The Looming Threat of Quantum Computing
For decades, public-key cryptography, including algorithms like RSA and elliptic curves, has secured sensitive data across the globe, protecting everything from financial transactions to government communications. However, the advent of powerful quantum computers poses a fundamental threat to these systems. Quantum computers leverage the principles of quantum mechanics to perform calculations far beyond the capabilities of classical computers, potentially rendering current encryption methods obsolete.
Google’s Accelerated Timeline
In a blog post published on Wednesday, March 25, 2026, Google announced its commitment to leading the industry in transitioning to PQC. Heather Adkins, Google’s VP of security engineering, and Sophie Schmieg, a senior cryptography engineer, stated that this ambitious timeline is intended to provide clarity and urgency for digital transitions, not just within Google, but across the entire industry. Previously, estimates for when quantum computers would pose a significant threat varied widely. Google’s revised 2029 target aims to provide a concrete deadline for action.

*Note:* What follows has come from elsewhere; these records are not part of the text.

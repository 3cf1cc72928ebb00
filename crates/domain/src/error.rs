//! Domain error types.

use thiserror::Error;

use crate::shop::OrderStatus;

/// Boxed source for errors the domain does not classify.
pub type BoxError = Box<dyn std::error::Error + Send + Sync>;

/// Errors that can occur during domain operations.
///
/// Services wrap the errors of their collaborators with
/// [`DomainError::Context`] so that logs read like a call trace, while
/// [`DomainError::kind`] still reaches the leaf that decides the response.
#[derive(Debug, Error)]
pub enum DomainError {
    /// The request failed binding or validation.
    #[error("{message}")]
    Validation {
        message: String,
        details: Vec<String>,
    },

    /// Supplied password does not match the stored hash.
    #[error("the provided password is not valid")]
    WrongPassword,

    /// Missing or unparseable bearer token.
    #[error("authentication is required to access this resource")]
    Unauthenticated,

    /// Privileged action attempted without the admin role.
    #[error("the access to this action is restricted to allowed users")]
    Forbidden { resource: &'static str },

    /// Order belongs to another user.
    #[error("you are not allowed to access this order")]
    ForbiddenOrderAccess,

    /// Lookup found nothing.
    #[error("{entity} not found")]
    EntityNotFound { entity: &'static str },

    /// Download attempted on an order that is not paid.
    #[error("only books from completed orders can be downloaded")]
    OrderNotCompleted,

    /// Unique constraint violation.
    #[error("{field} is already in use")]
    DuplicateKey { field: String },

    #[error("the item is already in the cart")]
    ItemAlreadyInCart,

    #[error("the item was not found in the cart")]
    ItemNotFoundInCart,

    #[error("the item was not found in the order")]
    ItemNotFoundInOrder,

    /// Order status may only advance from Pending.
    #[error("order cannot move from {from} to {to}")]
    InvalidStatusTransition { from: OrderStatus, to: OrderStatus },

    /// An outbound call ran past its deadline.
    #[error("{operation} exceeded its deadline")]
    Timeout { operation: &'static str },

    /// Wraps an inner error with the operation that was running.
    #[error("{context}")]
    Context {
        context: String,
        #[source]
        source: Box<DomainError>,
    },

    /// Anything the domain does not classify.
    #[error("{0}")]
    Internal(#[source] BoxError),
}

/// Coarse classification used by the transport to pick a status code.
#[derive(Debug, Clone, Copy, PartialEq, Eq, Hash)]
pub enum ErrorKind {
    Validation,
    WrongPassword,
    Unauthenticated,
    Forbidden,
    EntityNotFound,
    OrderNotCompleted,
    Conflict,
    Timeout,
    Internal,
}

impl DomainError {
    /// Creates a validation error with field details.
    pub fn validation(message: impl Into<String>, details: Vec<String>) -> Self {
        DomainError::Validation {
            message: message.into(),
            details,
        }
    }

    /// Creates a not-found error for the named entity.
    pub fn not_found(entity: &'static str) -> Self {
        DomainError::EntityNotFound { entity }
    }

    /// Wraps an unclassified error.
    pub fn internal(err: impl Into<BoxError>) -> Self {
        DomainError::Internal(err.into())
    }

    /// Wraps `self` with a context message.
    pub fn context(self, context: impl Into<String>) -> Self {
        DomainError::Context {
            context: context.into(),
            source: Box::new(self),
        }
    }

    /// Returns the innermost non-context error.
    pub fn leaf(&self) -> &DomainError {
        let mut current = self;
        while let DomainError::Context { source, .. } = current {
            current = source;
        }
        current
    }

    /// Returns the context messages from outermost to innermost.
    pub fn contexts(&self) -> Vec<&str> {
        let mut out = Vec::new();
        let mut current = self;
        while let DomainError::Context { context, source } = current {
            out.push(context.as_str());
            current = source;
        }
        out
    }

    /// Classifies the leaf error.
    pub fn kind(&self) -> ErrorKind {
        match self.leaf() {
            DomainError::Validation { .. } => ErrorKind::Validation,
            DomainError::WrongPassword => ErrorKind::WrongPassword,
            DomainError::Unauthenticated => ErrorKind::Unauthenticated,
            DomainError::Forbidden { .. } | DomainError::ForbiddenOrderAccess => {
                ErrorKind::Forbidden
            }
            DomainError::EntityNotFound { .. }
            | DomainError::ItemNotFoundInCart
            | DomainError::ItemNotFoundInOrder => ErrorKind::EntityNotFound,
            DomainError::OrderNotCompleted => ErrorKind::OrderNotCompleted,
            DomainError::DuplicateKey { .. }
            | DomainError::ItemAlreadyInCart
            | DomainError::InvalidStatusTransition { .. } => ErrorKind::Conflict,
            DomainError::Timeout { .. } => ErrorKind::Timeout,
            DomainError::Internal(_) => ErrorKind::Internal,
            DomainError::Context { .. } => ErrorKind::Internal,
        }
    }

    /// Returns true if the leaf is `EntityNotFound` for `entity`.
    pub fn is_not_found(&self, entity: &str) -> bool {
        matches!(self.leaf(), DomainError::EntityNotFound { entity: e } if *e == entity)
    }
}

/// Adds context to the error side of a result.
pub trait ResultExt<T> {
    /// Wraps the error with a fixed context message.
    fn context(self, context: impl Into<String>) -> Result<T, DomainError>;

    /// Wraps the error with a lazily built context message.
    fn with_context<F, C>(self, f: F) -> Result<T, DomainError>
    where
        F: FnOnce() -> C,
        C: Into<String>;
}

impl<T> ResultExt<T> for Result<T, DomainError> {
    fn context(self, context: impl Into<String>) -> Result<T, DomainError> {
        self.map_err(|e| e.context(context))
    }

    fn with_context<F, C>(self, f: F) -> Result<T, DomainError>
    where
        F: FnOnce() -> C,
        C: Into<String>,
    {
        self.map_err(|e| e.context(f()))
    }
}

/// Convenience type alias for domain results.
pub type Result<T, E = DomainError> = std::result::Result<T, E>;
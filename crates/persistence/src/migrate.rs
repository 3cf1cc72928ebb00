//! Connection pool setup and schema migrations.

use std::path::Path;
use std::time::Duration;

use sqlx::PgPool;
use sqlx::migrate::Migrator;
use sqlx::postgres::PgPoolOptions;

use crate::error::Result;

/// Opens a PostgreSQL pool.
pub async fn connect(database_uri: &str) -> Result<PgPool> {
    let pool = PgPoolOptions::new()
        .max_connections(20)
        .acquire_timeout(Duration::from_secs(5))
        .connect(database_uri)
        .await?;
    Ok(pool)
}

/// Applies every pending migration found in `source`.
///
/// The directory is read at runtime so deployments can ship migrations
/// next to the binary.
#[tracing::instrument(skip(pool))]
pub async fn run_migrations(pool: &PgPool, source: &Path) -> Result<()> {
    let migrator = Migrator::new(source).await?;
    migrator.run(pool).await?;
    tracing::info!(count = migrator.iter().count(), "migrations applied");
    Ok(())
}
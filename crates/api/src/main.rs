//! API server entry point.

use std::future::IntoFuture;
use std::net::SocketAddr;
use std::path::Path;
use std::process::ExitCode;
use std::sync::Arc;

use api::{AppState, Config, HttpSettings};
use domain::{Authenticator, BoxError, Catalog, Shop};
use integrations::{
    BcryptHashHandler, JwtTokenHandler, RandomPasswordGenerator, S3StorageClient, SesEmailClient,
    StripePaymentClient, UuidGenerator,
};
use persistence::{
    PostgresBookRepository, PostgresOrderRepository, PostgresUserRepository, RedisCartRepository,
};
use tokio::signal;
use tokio::sync::watch;
use tracing_subscriber::EnvFilter;
use tracing_subscriber::layer::SubscriberExt;
use tracing_subscriber::util::SubscriberInitExt;

fn init_tracing(config: &Config) {
    let filter = EnvFilter::try_new(&config.log_filter).unwrap_or_else(|_| EnvFilter::new("info"));
    let registry = tracing_subscriber::registry().with(filter);
    if config.is_production() {
        registry.with(tracing_subscriber::fmt::layer().json()).init();
    } else {
        registry.with(tracing_subscriber::fmt::layer()).init();
    }
}

/// Waits for a shutdown signal (SIGINT or SIGTERM).
async fn shutdown_signal() {
    let ctrl_c = async {
        if let Err(error) = signal::ctrl_c().await {
            tracing::error!(%error, "failed to listen for SIGINT");
            std::future::pending::<()>().await;
        }
    };

    #[cfg(unix)]
    let terminate = async {
        match signal::unix::signal(signal::unix::SignalKind::terminate()) {
            Ok(mut stream) => {
                stream.recv().await;
            }
            Err(error) => {
                tracing::error!(%error, "failed to listen for SIGTERM");
                std::future::pending::<()>().await;
            }
        }
    };

    #[cfg(not(unix))]
    let terminate = std::future::pending::<()>();

    tokio::select! {
        () = ctrl_c => {
            tracing::info!("received SIGINT, starting graceful shutdown");
        }
        () = terminate => {
            tracing::info!("received SIGTERM, starting graceful shutdown");
        }
    }
}

async fn run(config: Config) -> Result<(), BoxError> {
    let metrics_handle = metrics_exporter_prometheus::PrometheusBuilder::new().install_recorder()?;

    let pool = persistence::connect(&config.database_uri).await?;
    persistence::run_migrations(&pool, Path::new(&config.migration_source)).await?;
    let redis = persistence::connect_redis(
        &config.redis.addr,
        config.redis.password.as_deref(),
        config.redis.db,
    )
    .await?;

    let storage = S3StorageClient::from_env(
        &config.aws.region,
        config.aws.s3_bucket.clone(),
        config.aws.s3_endpoint.as_deref(),
    )
    .await;
    let email = SesEmailClient::from_env(
        &config.aws.region,
        config.aws.ses_source_email.clone(),
        config.aws.ses_endpoint.as_deref(),
    )
    .await;
    let payments = StripePaymentClient::new(config.stripe.api_key.clone())?;
    let ids = Arc::new(UuidGenerator);

    let authenticator = Arc::new(Authenticator::new(
        Arc::new(PostgresUserRepository::new(pool.clone())),
        Arc::new(JwtTokenHandler::new(&config.jwt_secret)),
        Arc::new(BcryptHashHandler::default()),
        Arc::new(email),
        ids.clone(),
        Arc::new(RandomPasswordGenerator::default()),
    ));
    let catalog = Arc::new(Catalog::new(
        Arc::new(PostgresBookRepository::new(pool.clone())),
        Arc::new(storage),
        ids.clone(),
    ));
    let shop = Arc::new(Shop::new(
        catalog.clone(),
        Arc::new(RedisCartRepository::new(redis, config.redis.cart_ttl)),
        Arc::new(PostgresOrderRepository::new(pool.clone())),
        Arc::new(payments),
        ids,
    ));

    let state = Arc::new(AppState {
        authenticator,
        catalog,
        shop,
        webhook_secret: config.stripe.webhook_secret.clone(),
    });
    let settings = HttpSettings {
        request_timeout: config.server_timeout,
        rate_limit_per_hour: config.rate_limit_per_hour,
        ..HttpSettings::default()
    };
    let app = api::create_app(state, metrics_handle, settings);

    let listener = tokio::net::TcpListener::bind(&config.server_addr).await?;
    tracing::info!(addr = %config.server_addr, env = ?config.env, "starting API server");

    let (stop_tx, mut stop_rx) = watch::channel(false);
    let server = axum::serve(
        listener,
        app.into_make_service_with_connect_info::<SocketAddr>(),
    )
    .with_graceful_shutdown(async move {
        shutdown_signal().await;
        let _ = stop_tx.send(true);
    })
    .into_future();

    let grace = config.server_timeout;
    let drained = async move {
        // Only starts counting once shutdown has been requested.
        let _ = stop_rx.wait_for(|stopping| *stopping).await;
        tokio::time::sleep(grace).await;
    };

    tokio::select! {
        result = server => result?,
        () = drained => {
            tracing::warn!(?grace, "in-flight requests did not finish in time");
        }
    }

    pool.close().await;
    tracing::info!("server shut down gracefully");
    Ok(())
}

#[tokio::main]
async fn main() -> ExitCode {
    let config = match Config::from_env() {
        Ok(config) => config,
        Err(error) => {
            eprintln!("configuration error: {error}");
            return ExitCode::FAILURE;
        }
    };
    init_tracing(&config);

    match run(config).await {
        Ok(()) => ExitCode::SUCCESS,
        Err(error) => {
            tracing::error!(%error, "server failed");
            ExitCode::FAILURE
        }
    }
}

Android 17 and ML-DSA Support
Google is also taking concrete steps to bolster the security of its Android operating system. Starting with the beta version of Android 17, the platform will support ML-DSA, a digital signing algorithm standard developed by the National Institute of Standards and Technology (NIST). ML-DSA will be integrated into Android’s hardware root of trust, allowing developers to utilize PQC keys for signing applications and verifying software signatures. This integration extends to the Android verified boot library, enhancing the security of the boot sequence against manipulation, and remote attestation is also being migrated to PQC.

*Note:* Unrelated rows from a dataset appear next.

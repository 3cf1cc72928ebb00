//! Cart endpoints.

use std::sync::Arc;

use axum::Json;
use axum::extract::{Path, State};
use common::BookId;
use domain::shop::CartResponse;

use crate::error::ApiError;
use crate::middleware::RequestContext;
use crate::state::AppState;

/// GET /active-cart
pub async fn get(
    State(state): State<Arc<AppState>>,
    RequestContext(ctx): RequestContext,
) -> Result<Json<CartResponse>, ApiError> {
    Ok(Json(state.shop.get_cart(&ctx).await?))
}

/// POST /cart/items/{id}
pub async fn add_item(
    State(state): State<Arc<AppState>>,
    RequestContext(ctx): RequestContext,
    Path(id): Path<String>,
) -> Result<Json<CartResponse>, ApiError> {
    Ok(Json(state.shop.add_item_to_cart(&ctx, &BookId::new(id)).await?))
}

/// DELETE /cart/items/{id}
pub async fn remove_item(
    State(state): State<Arc<AppState>>,
    RequestContext(ctx): RequestContext,
    Path(id): Path<String>,
) -> Result<Json<CartResponse>, ApiError> {
    Ok(Json(
        state.shop.remove_item_from_cart(&ctx, &BookId::new(id)).await?,
    ))
}
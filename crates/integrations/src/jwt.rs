//! HS256 JSON Web Tokens.

use chrono::{Duration, Utc};
use common::UserId;
use domain::{DomainError, TokenClaims, TokenHandler};
use jsonwebtoken::{Algorithm, DecodingKey, EncodingKey, Header, Validation, decode, encode};
use serde::{Deserialize, Serialize};

use crate::error::IntegrationError;

/// How long an issued token stays valid, in hours.
pub const TOKEN_LIFETIME_HOURS: i64 = 24;

#[derive(Debug, Serialize, Deserialize)]
struct JwtClaims {
    id: UserId,
    email: String,
    full_name: String,
    is_admin: bool,
    iat: i64,
    exp: i64,
}

/// Token handler signing with a shared secret.
pub struct JwtTokenHandler {
    encoding: EncodingKey,
    decoding: DecodingKey,
    validation: Validation,
    lifetime: Duration,
}

impl JwtTokenHandler {
    pub fn new(secret: &str) -> Self {
        Self::with_lifetime(secret, Duration::hours(TOKEN_LIFETIME_HOURS))
    }

    pub fn with_lifetime(secret: &str, lifetime: Duration) -> Self {
        let mut validation = Validation::new(Algorithm::HS256);
        validation.leeway = 0;
        Self {
            encoding: EncodingKey::from_secret(secret.as_bytes()),
            decoding: DecodingKey::from_secret(secret.as_bytes()),
            validation,
            lifetime,
        }
    }
}

impl TokenHandler for JwtTokenHandler {
    fn generate(&self, claims: &TokenClaims) -> domain::Result<String> {
        let now = Utc::now();
        let jwt = JwtClaims {
            id: claims.id.clone(),
            email: claims.email.clone(),
            full_name: claims.full_name.clone(),
            is_admin: claims.is_admin,
            iat: now.timestamp(),
            exp: (now + self.lifetime).timestamp(),
        };
        encode(&Header::new(Algorithm::HS256), &jwt, &self.encoding)
            .map_err(|e| IntegrationError::Token(e).into())
    }

    fn parse(&self, token: &str) -> domain::Result<TokenClaims> {
        let data = decode::<JwtClaims>(token, &self.decoding, &self.validation).map_err(|e| {
            tracing::debug!(error = %e, "rejected bearer token");
            DomainError::Unauthenticated
        })?;
        let claims = data.claims;
        Ok(TokenClaims {
            id: claims.id,
            email: claims.email,
            full_name: claims.full_name,
            is_admin: claims.is_admin,
        })
    }
}
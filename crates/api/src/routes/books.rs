//! Catalog endpoints.

use std::sync::Arc;

use axum::Json;
use axum::extract::rejection::{JsonRejection, QueryRejection};
use axum::extract::{Path, Query, State};
use axum::http::StatusCode;
use common::BookId;
use domain::catalog::{
    BookResponse, CreateBook, PaginatedBooksResponse, PresignedUrlResponse, SearchBooks,
    UpdateBook,
};

use crate::error::ApiError;
use crate::middleware::RequestContext;
use crate::state::AppState;

/// GET /books
pub async fn list(
    State(state): State<Arc<AppState>>,
    RequestContext(ctx): RequestContext,
    search: Result<Query<SearchBooks>, QueryRejection>,
) -> Result<Json<PaginatedBooksResponse>, ApiError> {
    let Query(search) = search?;
    Ok(Json(state.catalog.find_books(&ctx, search).await?))
}

/// GET /books/{id}
pub async fn get(
    State(state): State<Arc<AppState>>,
    RequestContext(ctx): RequestContext,
    Path(id): Path<String>,
) -> Result<Json<BookResponse>, ApiError> {
    Ok(Json(state.catalog.find_book_by_id(&ctx, &BookId::new(id)).await?))
}

/// POST /books
pub async fn create(
    State(state): State<Arc<AppState>>,
    RequestContext(ctx): RequestContext,
    payload: Result<Json<CreateBook>, JsonRejection>,
) -> Result<(StatusCode, Json<BookResponse>), ApiError> {
    let Json(req) = payload?;
    let book = state.catalog.create_book(&ctx, req).await?;
    Ok((StatusCode::CREATED, Json(book)))
}

/// PATCH /books/{id}
pub async fn update(
    State(state): State<Arc<AppState>>,
    RequestContext(ctx): RequestContext,
    Path(id): Path<String>,
    payload: Result<Json<UpdateBook>, JsonRejection>,
) -> Result<StatusCode, ApiError> {
    let Json(mut req) = payload?;
    req.id = BookId::new(id);
    state.catalog.update_book(&ctx, req).await?;
    Ok(StatusCode::NO_CONTENT)
}

/// DELETE /books/{id}
pub async fn delete(
    State(state): State<Arc<AppState>>,
    RequestContext(ctx): RequestContext,
    Path(id): Path<String>,
) -> Result<StatusCode, ApiError> {
    state.catalog.delete_book(&ctx, &BookId::new(id)).await?;
    Ok(StatusCode::NO_CONTENT)
}

/// POST /presign-url
pub async fn presign_url(
    State(state): State<Arc<AppState>>,
    RequestContext(ctx): RequestContext,
) -> Result<Json<PresignedUrlResponse>, ApiError> {
    Ok(Json(state.catalog.generate_put_presigned_url(&ctx).await?))
}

Industry-Wide Implications and NIST’s Role
Google’s announcement is a call to action for the broader technology industry. The company emphasizes the demand for a rapid shift toward PQC to mitigate the risks associated with potential cryptographic breakthroughs. The National Institute of Standards and Technology (NIST) is playing a crucial role in guiding this transition, establishing standards and recommending PQC algorithms for adoption. NIST plans to deprecate the use of RSA digital signature algorithms with 112 bits of security (2048-bit keys) alongside other widely-used algorithms in 2030, and proposes disallowing all legacy RSA algorithms by 2035 .

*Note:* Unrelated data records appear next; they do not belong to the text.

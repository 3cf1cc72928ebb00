//! Catalog bounded context.

pub(crate) mod book;
mod requests;
mod responses;
mod service;

pub use book::{Book, Image};
pub use requests::{CreateBook, ImageRequest, SearchBooks, UpdateBook};
pub use responses::{
    BookResponse, ImageResponse, PaginatedBooksResponse, PresignedUrlResponse, UrlResponse,
};
pub use service::Catalog;
//! Integration error types.

use domain::DomainError;
use thiserror::Error;

/// Errors raised by outbound adapters.
#[derive(Debug, Error)]
pub enum IntegrationError {
    /// The payment provider answered with a non-success status.
    #[error("payment provider returned {status}: {message}")]
    PaymentProvider { status: u16, message: String },

    /// Transport failure talking to an HTTP service.
    #[error("HTTP error: {0}")]
    Http(#[from] reqwest::Error),

    /// Presigning failed.
    #[error("object storage error: {0}")]
    Storage(String),

    /// The mail service rejected or failed the send.
    #[error("email delivery error: {0}")]
    Email(String),

    #[error("token error: {0}")]
    Token(#[from] jsonwebtoken::errors::Error),

    #[error("password hash error: {0}")]
    Hash(#[from] bcrypt::BcryptError),

    /// A blocking task panicked or was cancelled.
    #[error("blocking task failed: {0}")]
    Join(#[from] tokio::task::JoinError),

    /// The webhook signature header is missing, malformed or wrong.
    #[error("invalid webhook signature: {0}")]
    InvalidSignature(&'static str),

    #[error("serialization error: {0}")]
    Serialization(#[from] serde_json::Error),
}

/// Convenience type alias for integration results.
pub type Result<T> = std::result::Result<T, IntegrationError>;

impl From<IntegrationError> for DomainError {
    fn from(err: IntegrationError) -> Self {
        DomainError::internal(err)
    }
}
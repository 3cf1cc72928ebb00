//! Request middleware, listed from outermost to innermost as applied by
//! [`crate::create_app`].

pub mod access_log;
pub mod auth;
pub mod context;
pub mod rate_limit;

pub use access_log::log_response;
pub use auth::{authenticate, bearer_token};
pub use context::{REQUEST_ID_HEADER, RequestContext, request_context};
pub use rate_limit::{RateLimiter, rate_limit};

What is Post-Quantum Cryptography?
Post-quantum cryptography (PQC) refers to cryptographic algorithms that are believed to be secure against attacks from both classical computers and quantum computers. These algorithms are based on mathematical problems that are thought to be challenging for quantum computers to solve. Common approaches include lattice-based cryptography and hash-based signatures.
Key Takeaways
- Google has moved up its “Q Day” readiness target to 2029.
- The company is actively integrating PQC into its Android operating system with the ML-DSA algorithm.
- Industry-wide adoption of PQC is critical to protect against the threat of quantum computing.
- NIST is leading the standardization efforts for PQC algorithms.